##### Given records #####

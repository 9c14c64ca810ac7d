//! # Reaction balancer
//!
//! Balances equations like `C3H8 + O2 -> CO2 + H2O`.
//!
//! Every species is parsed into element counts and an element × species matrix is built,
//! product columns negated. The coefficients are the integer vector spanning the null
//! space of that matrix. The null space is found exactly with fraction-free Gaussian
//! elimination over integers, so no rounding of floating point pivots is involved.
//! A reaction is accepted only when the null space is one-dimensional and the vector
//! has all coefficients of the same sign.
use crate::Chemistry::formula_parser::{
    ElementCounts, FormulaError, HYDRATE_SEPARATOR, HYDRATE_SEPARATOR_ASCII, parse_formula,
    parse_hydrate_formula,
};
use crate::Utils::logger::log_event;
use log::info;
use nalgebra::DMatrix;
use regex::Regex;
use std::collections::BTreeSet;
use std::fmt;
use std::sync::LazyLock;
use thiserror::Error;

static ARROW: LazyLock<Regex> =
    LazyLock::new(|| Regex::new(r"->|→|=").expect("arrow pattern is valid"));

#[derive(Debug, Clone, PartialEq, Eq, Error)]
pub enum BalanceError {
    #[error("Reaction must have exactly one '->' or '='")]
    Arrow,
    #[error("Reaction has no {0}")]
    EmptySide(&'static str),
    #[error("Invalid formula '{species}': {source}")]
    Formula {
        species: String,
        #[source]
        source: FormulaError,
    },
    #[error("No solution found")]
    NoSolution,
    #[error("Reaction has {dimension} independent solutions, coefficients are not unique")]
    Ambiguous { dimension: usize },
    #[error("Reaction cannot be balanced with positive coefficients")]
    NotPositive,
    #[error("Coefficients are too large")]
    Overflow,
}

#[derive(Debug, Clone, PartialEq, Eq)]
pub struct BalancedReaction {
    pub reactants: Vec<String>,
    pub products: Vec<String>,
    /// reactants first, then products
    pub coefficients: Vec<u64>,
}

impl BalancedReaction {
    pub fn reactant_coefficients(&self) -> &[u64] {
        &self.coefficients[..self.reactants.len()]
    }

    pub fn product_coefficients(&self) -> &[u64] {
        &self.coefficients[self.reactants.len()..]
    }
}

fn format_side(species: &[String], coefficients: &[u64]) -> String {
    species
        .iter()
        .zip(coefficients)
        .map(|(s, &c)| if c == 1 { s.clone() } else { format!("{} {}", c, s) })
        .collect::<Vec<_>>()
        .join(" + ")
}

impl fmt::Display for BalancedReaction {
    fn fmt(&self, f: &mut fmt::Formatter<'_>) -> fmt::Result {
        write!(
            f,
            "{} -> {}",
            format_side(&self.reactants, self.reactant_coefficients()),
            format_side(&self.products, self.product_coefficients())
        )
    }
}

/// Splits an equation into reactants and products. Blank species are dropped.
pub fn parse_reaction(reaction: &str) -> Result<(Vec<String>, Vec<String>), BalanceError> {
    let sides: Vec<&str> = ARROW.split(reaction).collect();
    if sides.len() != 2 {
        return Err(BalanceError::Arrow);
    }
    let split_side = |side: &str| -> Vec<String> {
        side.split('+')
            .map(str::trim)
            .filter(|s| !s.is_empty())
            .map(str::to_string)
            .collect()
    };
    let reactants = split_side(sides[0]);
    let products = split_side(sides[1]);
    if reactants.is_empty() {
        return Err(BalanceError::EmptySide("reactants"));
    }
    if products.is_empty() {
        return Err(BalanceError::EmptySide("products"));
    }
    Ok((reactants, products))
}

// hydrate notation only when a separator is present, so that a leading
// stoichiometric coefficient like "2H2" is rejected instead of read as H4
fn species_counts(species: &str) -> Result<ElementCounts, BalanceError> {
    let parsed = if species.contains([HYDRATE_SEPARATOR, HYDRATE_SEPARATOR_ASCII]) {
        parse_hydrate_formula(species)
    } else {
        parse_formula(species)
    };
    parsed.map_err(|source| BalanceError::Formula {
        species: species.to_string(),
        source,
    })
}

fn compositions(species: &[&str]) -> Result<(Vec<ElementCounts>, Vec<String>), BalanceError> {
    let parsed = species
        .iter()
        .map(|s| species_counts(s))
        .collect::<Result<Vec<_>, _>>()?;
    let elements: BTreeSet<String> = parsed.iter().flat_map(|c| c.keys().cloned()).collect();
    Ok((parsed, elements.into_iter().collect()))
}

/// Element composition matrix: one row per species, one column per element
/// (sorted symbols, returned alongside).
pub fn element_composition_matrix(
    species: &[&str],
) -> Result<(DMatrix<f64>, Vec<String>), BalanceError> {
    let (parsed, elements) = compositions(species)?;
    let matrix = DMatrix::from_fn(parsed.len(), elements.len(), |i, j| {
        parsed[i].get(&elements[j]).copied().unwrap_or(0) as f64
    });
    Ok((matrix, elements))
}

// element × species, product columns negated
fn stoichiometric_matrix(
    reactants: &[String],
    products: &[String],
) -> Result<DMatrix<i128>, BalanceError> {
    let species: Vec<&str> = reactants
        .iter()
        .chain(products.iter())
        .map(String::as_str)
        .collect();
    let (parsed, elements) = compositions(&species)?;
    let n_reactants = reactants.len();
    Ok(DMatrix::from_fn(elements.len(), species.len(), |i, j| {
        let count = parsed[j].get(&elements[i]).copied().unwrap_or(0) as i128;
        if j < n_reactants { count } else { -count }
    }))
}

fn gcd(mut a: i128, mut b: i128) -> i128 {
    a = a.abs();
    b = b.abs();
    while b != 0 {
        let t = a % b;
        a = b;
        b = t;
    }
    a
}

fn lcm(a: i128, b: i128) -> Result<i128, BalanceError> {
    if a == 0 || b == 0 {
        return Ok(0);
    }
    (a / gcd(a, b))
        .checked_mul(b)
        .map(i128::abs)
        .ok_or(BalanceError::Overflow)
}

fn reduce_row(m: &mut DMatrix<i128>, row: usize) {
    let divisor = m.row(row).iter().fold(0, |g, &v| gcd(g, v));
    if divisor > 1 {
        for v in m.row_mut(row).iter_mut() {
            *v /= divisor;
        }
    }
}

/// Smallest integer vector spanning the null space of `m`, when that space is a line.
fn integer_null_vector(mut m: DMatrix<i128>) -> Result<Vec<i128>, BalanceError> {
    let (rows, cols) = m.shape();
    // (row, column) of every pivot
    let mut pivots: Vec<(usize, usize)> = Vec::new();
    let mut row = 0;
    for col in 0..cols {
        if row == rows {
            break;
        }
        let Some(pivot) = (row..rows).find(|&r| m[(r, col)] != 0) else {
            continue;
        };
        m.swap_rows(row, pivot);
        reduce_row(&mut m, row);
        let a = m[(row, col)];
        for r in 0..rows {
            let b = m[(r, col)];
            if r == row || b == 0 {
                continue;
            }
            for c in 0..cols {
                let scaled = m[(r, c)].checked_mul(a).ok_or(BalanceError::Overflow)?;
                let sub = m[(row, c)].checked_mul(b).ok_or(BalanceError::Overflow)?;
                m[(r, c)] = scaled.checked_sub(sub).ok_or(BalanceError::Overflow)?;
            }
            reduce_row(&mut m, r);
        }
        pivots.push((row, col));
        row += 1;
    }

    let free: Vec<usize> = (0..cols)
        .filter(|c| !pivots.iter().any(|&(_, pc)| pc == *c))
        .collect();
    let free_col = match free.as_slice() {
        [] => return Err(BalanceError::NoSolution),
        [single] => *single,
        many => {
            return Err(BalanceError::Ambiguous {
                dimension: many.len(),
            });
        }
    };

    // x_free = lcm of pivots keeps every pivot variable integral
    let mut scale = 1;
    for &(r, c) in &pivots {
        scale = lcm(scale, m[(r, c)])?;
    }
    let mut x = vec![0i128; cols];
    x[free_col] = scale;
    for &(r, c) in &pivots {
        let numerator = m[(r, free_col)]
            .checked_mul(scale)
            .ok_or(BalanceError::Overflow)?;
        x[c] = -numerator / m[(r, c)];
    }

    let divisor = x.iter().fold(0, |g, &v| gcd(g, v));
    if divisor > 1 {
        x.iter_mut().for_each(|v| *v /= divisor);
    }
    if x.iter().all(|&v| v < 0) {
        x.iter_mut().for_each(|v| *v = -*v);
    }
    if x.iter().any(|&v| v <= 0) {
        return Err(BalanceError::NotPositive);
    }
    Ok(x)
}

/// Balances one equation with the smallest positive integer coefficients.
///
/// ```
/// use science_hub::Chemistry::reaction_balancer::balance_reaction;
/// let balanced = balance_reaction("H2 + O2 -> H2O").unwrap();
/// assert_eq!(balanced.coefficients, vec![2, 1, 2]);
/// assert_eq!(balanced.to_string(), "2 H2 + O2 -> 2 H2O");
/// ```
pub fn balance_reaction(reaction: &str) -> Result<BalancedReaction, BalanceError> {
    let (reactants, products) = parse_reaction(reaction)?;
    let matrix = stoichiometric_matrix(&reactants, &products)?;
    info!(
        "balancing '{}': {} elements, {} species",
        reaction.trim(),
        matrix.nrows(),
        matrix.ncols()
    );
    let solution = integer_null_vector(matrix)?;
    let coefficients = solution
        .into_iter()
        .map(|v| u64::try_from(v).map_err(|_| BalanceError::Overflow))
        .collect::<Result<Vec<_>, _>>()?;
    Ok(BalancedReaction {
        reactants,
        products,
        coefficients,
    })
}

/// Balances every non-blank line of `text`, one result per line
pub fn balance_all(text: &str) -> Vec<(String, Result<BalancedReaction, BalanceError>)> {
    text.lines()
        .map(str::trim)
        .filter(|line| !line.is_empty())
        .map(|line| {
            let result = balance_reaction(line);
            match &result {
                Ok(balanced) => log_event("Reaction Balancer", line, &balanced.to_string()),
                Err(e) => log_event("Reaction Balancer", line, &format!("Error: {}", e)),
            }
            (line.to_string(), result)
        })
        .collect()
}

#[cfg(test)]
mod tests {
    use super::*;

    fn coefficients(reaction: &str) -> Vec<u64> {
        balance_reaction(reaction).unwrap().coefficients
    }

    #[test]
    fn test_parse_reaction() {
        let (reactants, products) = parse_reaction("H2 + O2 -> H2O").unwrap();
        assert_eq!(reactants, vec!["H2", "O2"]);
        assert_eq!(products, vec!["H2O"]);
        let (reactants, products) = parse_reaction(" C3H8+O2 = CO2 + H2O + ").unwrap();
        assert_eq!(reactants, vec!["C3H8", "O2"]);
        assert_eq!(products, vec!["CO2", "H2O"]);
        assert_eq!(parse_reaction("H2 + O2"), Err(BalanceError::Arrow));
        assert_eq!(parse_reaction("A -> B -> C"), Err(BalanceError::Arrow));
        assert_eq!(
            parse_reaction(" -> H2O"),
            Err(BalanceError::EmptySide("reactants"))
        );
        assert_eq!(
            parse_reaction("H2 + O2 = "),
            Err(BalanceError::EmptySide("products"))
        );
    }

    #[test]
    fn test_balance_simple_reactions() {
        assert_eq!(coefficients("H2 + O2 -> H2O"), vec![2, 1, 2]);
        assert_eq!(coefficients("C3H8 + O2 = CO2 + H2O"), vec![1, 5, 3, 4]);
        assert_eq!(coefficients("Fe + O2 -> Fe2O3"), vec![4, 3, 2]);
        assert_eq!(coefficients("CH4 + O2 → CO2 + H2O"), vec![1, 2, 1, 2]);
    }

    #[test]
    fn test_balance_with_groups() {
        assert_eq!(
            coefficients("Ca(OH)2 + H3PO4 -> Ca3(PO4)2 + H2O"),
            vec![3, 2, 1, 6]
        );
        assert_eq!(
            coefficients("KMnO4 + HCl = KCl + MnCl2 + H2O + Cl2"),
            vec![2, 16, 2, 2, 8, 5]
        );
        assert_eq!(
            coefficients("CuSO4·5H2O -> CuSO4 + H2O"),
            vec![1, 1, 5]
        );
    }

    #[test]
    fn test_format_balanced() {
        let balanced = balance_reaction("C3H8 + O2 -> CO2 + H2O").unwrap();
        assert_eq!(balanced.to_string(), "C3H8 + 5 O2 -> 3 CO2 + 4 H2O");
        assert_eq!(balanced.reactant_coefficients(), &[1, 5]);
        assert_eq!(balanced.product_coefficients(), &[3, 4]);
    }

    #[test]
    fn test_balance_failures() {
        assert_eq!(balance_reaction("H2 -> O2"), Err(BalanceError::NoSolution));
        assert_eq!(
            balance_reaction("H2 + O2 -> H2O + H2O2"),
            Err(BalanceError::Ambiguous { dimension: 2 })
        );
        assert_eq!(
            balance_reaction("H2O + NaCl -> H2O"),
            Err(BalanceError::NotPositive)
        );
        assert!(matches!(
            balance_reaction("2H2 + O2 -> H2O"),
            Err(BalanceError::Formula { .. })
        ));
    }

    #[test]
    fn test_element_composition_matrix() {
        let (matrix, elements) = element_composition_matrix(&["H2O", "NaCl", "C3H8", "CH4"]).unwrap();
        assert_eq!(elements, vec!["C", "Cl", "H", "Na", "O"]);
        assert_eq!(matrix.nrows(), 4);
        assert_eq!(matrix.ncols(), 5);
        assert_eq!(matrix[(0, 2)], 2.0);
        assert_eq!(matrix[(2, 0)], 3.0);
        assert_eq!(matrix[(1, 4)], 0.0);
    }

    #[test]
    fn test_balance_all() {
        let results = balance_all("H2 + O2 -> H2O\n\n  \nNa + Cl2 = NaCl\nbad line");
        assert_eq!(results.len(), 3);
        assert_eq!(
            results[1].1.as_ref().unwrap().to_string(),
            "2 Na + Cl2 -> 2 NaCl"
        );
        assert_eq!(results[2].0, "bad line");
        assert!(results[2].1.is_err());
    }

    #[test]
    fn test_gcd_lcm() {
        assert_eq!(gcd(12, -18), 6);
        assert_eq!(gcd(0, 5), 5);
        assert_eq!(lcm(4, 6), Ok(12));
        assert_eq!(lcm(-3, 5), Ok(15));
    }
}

#####
##### Given records #####

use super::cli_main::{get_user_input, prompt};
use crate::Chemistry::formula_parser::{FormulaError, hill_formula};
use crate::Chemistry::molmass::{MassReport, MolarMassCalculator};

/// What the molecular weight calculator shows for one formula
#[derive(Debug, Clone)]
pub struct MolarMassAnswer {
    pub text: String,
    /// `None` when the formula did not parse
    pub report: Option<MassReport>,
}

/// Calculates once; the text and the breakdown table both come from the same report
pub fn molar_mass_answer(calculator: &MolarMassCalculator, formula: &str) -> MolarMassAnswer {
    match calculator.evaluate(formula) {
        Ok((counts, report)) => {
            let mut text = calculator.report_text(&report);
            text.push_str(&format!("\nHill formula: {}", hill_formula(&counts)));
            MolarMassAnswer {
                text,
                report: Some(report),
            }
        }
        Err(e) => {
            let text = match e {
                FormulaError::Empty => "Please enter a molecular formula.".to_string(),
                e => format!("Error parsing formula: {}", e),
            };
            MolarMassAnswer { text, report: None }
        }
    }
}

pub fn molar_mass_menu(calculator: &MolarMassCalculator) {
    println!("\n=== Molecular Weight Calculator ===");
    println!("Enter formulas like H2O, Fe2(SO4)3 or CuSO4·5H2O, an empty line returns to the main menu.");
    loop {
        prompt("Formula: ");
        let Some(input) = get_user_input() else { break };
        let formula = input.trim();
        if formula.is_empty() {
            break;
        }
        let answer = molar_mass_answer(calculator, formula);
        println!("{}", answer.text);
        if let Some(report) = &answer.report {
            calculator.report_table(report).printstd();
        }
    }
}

#####

→ Problem: Using the data above, extract exactly the lines from the one that holds "repository 9c14c64ca810ac7d" to the one that holds "pivots is involved.", both ends included, and no others.

→ Expected answer:
repository 9c14c64ca810ac7d
//! # Reaction balancer
//!
//! Balances equations like `C3H8 + O2 -> CO2 + H2O`.
//!
//! Every species is parsed into element counts and an element × species matrix is built,
//! product columns negated. The coefficients are the integer vector spanning the null
//! space of that matrix. The null space is found exactly with fraction-free Gaussian
//! elimination over integers, so no rounding of floating point pivots is involved.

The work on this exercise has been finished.